• [Problem requirements]:
Which lines of the listing below contain the word "match"? Return them.
───── Data for the task ─────
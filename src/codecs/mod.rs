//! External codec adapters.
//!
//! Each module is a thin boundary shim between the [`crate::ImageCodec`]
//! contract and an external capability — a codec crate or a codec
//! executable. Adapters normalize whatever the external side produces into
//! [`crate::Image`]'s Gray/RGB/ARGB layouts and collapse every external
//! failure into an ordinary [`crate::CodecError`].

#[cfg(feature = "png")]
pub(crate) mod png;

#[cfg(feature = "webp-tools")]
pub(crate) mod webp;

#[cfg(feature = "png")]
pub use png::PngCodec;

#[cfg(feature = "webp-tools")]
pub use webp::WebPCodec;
─────
───── Data for the task ─────
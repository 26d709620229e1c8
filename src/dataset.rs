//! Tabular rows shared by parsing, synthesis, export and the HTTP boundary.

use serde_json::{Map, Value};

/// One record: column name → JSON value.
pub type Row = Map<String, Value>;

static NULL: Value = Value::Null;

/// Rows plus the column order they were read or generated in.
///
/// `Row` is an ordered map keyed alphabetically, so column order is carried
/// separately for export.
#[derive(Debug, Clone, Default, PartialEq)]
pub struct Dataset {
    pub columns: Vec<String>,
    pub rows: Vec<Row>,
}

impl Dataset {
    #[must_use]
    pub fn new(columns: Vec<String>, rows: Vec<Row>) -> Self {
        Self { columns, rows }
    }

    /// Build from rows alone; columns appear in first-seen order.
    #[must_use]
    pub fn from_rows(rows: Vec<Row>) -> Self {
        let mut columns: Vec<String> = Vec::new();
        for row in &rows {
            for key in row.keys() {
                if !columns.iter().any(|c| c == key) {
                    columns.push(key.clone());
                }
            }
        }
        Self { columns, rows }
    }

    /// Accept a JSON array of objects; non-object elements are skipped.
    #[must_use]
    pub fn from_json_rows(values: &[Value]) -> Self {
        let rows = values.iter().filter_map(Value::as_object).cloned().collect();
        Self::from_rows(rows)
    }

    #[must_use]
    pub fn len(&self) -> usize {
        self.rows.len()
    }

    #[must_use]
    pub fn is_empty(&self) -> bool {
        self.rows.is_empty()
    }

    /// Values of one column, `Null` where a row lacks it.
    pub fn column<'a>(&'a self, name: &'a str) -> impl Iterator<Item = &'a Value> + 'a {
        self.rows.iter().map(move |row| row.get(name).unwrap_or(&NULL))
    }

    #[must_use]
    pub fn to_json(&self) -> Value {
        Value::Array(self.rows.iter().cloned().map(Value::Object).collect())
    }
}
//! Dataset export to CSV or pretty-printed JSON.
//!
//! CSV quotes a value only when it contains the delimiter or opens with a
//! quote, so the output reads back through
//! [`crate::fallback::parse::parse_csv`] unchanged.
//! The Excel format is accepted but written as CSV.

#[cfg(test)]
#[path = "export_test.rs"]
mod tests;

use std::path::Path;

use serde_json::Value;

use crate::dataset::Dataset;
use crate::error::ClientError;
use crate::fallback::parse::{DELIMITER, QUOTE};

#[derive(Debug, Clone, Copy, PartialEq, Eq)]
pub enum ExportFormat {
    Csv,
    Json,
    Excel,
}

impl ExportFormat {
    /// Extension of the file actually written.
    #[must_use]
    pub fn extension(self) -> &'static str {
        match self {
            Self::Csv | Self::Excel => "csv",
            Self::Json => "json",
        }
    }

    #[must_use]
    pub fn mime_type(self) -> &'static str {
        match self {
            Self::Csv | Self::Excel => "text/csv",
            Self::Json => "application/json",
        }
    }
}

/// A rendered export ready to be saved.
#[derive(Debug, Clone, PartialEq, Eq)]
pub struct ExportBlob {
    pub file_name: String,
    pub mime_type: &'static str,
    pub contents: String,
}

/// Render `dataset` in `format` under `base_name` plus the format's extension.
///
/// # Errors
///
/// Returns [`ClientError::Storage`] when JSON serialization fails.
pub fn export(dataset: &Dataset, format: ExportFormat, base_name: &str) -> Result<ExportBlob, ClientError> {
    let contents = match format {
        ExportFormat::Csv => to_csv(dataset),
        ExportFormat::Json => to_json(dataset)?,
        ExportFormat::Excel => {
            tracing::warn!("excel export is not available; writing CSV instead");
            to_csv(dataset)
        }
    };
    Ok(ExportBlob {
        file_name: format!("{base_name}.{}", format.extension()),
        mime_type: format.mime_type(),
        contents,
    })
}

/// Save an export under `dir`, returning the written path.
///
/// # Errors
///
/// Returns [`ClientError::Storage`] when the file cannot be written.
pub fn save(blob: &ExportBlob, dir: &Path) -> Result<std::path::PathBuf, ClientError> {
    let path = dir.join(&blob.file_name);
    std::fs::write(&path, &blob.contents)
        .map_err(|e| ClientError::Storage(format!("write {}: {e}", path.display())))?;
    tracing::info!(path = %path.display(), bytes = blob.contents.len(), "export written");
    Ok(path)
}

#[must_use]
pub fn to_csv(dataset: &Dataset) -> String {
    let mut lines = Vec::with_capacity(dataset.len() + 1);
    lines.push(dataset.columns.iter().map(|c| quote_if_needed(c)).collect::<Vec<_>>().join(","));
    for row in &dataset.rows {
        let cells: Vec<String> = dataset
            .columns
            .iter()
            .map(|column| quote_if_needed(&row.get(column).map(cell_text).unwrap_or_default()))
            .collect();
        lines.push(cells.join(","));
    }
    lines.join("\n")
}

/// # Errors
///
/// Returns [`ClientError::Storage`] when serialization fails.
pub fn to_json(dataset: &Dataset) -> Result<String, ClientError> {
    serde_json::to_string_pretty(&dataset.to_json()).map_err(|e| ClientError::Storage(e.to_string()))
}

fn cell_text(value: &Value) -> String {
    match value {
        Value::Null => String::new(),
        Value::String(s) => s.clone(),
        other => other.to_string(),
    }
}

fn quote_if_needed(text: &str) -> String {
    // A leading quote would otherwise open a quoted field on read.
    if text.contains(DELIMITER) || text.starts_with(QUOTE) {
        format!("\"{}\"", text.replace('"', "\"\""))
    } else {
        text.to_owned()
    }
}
─────
• [Completed exercise]:
        match self {
        match self {
    let contents = match format {
    match value {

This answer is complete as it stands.